About — 678 Studio
I'm Ali. An independent data scientist working through 678 Studio.
Data Scientist & AI Developer · South Holland, the Netherlands · MSc Data Science, Tilburg University.
- Based in
- South Holland
- Studio
- 678 Studio
- Education
- MSc, Tilburg
- Languages
- EN · NL · FA · SV
Bio

“My job is to make AI feel less like a gamble and more like a good decision.”
I'm Ali — the person behind 678 Studio. I grew up curious about how things work and ended up building a career out of turning messy data into decisions people can actually act on. Today I help ambitious teams in the Netherlands and across the EU put AI to work, without the hype.
Working with me means working with one senior person end-to-end. No account managers, no handoffs, no juniors learning on your budget. I sit with your team, understand the business, and ship things that hold up in production — AI agents, LLM assistants and RAG systems, forecasting and predictive models, dashboards, data pipelines and evaluation frameworks.
Clients hire me when they want a trusted partner to translate an idea into a working product, rescue a stalled AI project, or bring rigour to something that's been running on gut feel. I bring an academic foundation in data science, years of hands-on engineering, and a bias toward measurable outcomes over slideware.
What I can do for you
A calm pair of hands for the hard AI questions.
Most clients come to me with one of four problems. Here is how I usually help — quickly, quietly, and with something real to show at the end.
Turn an idea into a working AI product
You have a concept — an assistant, a smarter search, a recommendation — and need someone who can take it from whiteboard to a live product your users can actually use.
Rescue or level up a stalled project
The prototype impressed everyone in the demo but never made it to production. I come in, find what is really blocking it, and get it shipped with the tests and monitoring it should have had from day one.
Bring rigour to decisions made on gut feel
Pricing, churn, forecasting, risk — the places where a good model quietly pays for itself many times over. I build ones you can trust, explain to stakeholders, and keep honest over time.
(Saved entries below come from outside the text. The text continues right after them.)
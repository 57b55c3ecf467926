//! Infrastructure implementation of the `ConfigStore` port.

use anyhow::{Context, Result};
use std::path::PathBuf;

use crate::application::ports::ConfigStore;
use crate::domain::config::{CONFIG_ENV, ManagerConfig};

/// Settings persisted as YAML, by default in `~/.git-account-manager/config.yaml`.
#[derive(Default)]
pub struct YamlConfigStore {
    path: Option<PathBuf>,
}

impl YamlConfigStore {
    /// Store backed by an explicit file, bypassing the env override.
    #[must_use]
    pub fn with_path(path: PathBuf) -> Self {
        Self { path: Some(path) }
    }
}

impl ConfigStore for YamlConfigStore {
    fn load(&self) -> Result<ManagerConfig> {
        let path = self.path()?;
        if !path.exists() {
            tracing::debug!(path = %path.display(), "no settings file, using defaults");
            return Ok(ManagerConfig::default());
        }
        let content = std::fs::read_to_string(&path)
            .with_context(|| format!("cannot read {}", path.display()))?;
        if content.trim().is_empty() {
            return Ok(ManagerConfig::default());
        }
        let config: ManagerConfig = serde_yaml::from_str(&content)
            .with_context(|| format!("cannot parse {}", path.display()))?;
        config
            .validate()
            .with_context(|| format!("invalid settings in {}", path.display()))?;
        Ok(config)
    }

    fn save(&self, config: &ManagerConfig) -> Result<()> {
        let path = self.path()?;
        if let Some(parent) = path.parent()
            && !parent.as_os_str().is_empty()
        {
            std::fs::create_dir_all(parent)
                .with_context(|| format!("cannot create {}", parent.display()))?;
        }
        let content = serde_yaml::to_string(config).context("cannot serialize settings")?;
        std::fs::write(&path, content)
            .with_context(|| format!("cannot write {}", path.display()))?;

        #[cfg(unix)]
        {
            use std::os::unix::fs::PermissionsExt;
            std::fs::set_permissions(&path, std::fs::Permissions::from_mode(0o600))
                .with_context(|| format!("cannot set permissions on {}", path.display()))?;
        }
        Ok(())
    }

    fn path(&self) -> Result<PathBuf> {
        if let Some(path) = &self.path {
            return Ok(path.clone());
        }
        if let Ok(val) = std::env::var(CONFIG_ENV)
            && !val.is_empty()
        {
            return Ok(PathBuf::from(val));
        }
        let home =
            dirs::home_dir().ok_or_else(|| anyhow::anyhow!("cannot determine home directory"))?;
        Ok(home.join(".git-account-manager").join("config.yaml"))
    }
}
Be your fractional data & AI lead
For teams that need senior direction without a full-time hire. I set the technical strategy, work alongside your engineers, and stay involved as long as you need me — no more, no less.
Skills at a glance
The toolbox behind the work.
A quick sense of what I reach for, grouped by where it lives in the stack. You do not need to know any of these to work with me — picking the right tool is my job.
AI agents & GenAI
- LangGraph agents
- Tool-use & function calling
- Multi-step orchestration
- RAG pipelines
- LangChain · LlamaIndex
- OpenAI · Anthropic · open models
- Structured outputs (Pydantic)
Evaluation & fine-tuning
- RAGAS
- DeepEval
- PromptFoo
- LoRA / QLoRA
- Hugging Face · PEFT
- ROUGE / BLEU
ML, data science & analytics
- Python · PyTorch
- scikit-learn
- XGBoost · LightGBM · CatBoost
- Causal inference (DiD, PSM)
- Time-series & forecasting
- SQL · pandas · dbt
- Data pipelines & ETL
- Dashboards & BI (Power BI, Tableau)
Production & MLOps
- FastAPI · Docker
- MLflow
- Azure ML · AWS SageMaker
- Drift detection
- CI/CD for ML
- Vector DBs (Chroma, FAISS)
How I work
Three principles
that show up in every project.
Production over notebooks
The gap between a working model and a running system is where most projects die. I ship with MLflow registries, drift monitoring, FastAPI + Docker deploys, and audit-friendly agent graphs.
Evaluation before launch
Every LLM system I ship carries a real evaluation harness — RAGAS, DeepEval, PromptFoo, ROUGE — so quality, cost and latency are numbers, not vibes.
Statistical honesty
Hypothesis tests before modelling, causal methods (DiD, propensity matching) when observational data lies, and metrics chosen for the domain — AUC/KS for credit risk, recall for medical imaging, MAE for forecasting.
Experience timeline
- 2026
678 Studio — Independent
Applied AI and data projects for clients across the Netherlands.
- 2025
Digital Society School (HvA)
Built HvA's first AI discovery platform end-to-end: RAG pipeline, RAGAS/DeepEval/PromptFoo evaluation harness, stakeholder validation and production launch.
- 2024
Independent portfolio
LangGraph loan-review agent, LangChain contract intelligence, LoRA fine-tuning of Qwen2.5-1.5B, RAG chatbot on ChromaDB + Ollama.
- 2024
MSc thesis — Tilburg University
Comparative ML for Dutch housing Time-on-Market. CatBoost R² = 0.632, MAE = 11.36 days — a 45% lift over the OLS baseline used in prior work.
- 2022
Noandishan Vista Sepanta
Data scientist on sales forecasting, customer behaviour and operational planning models.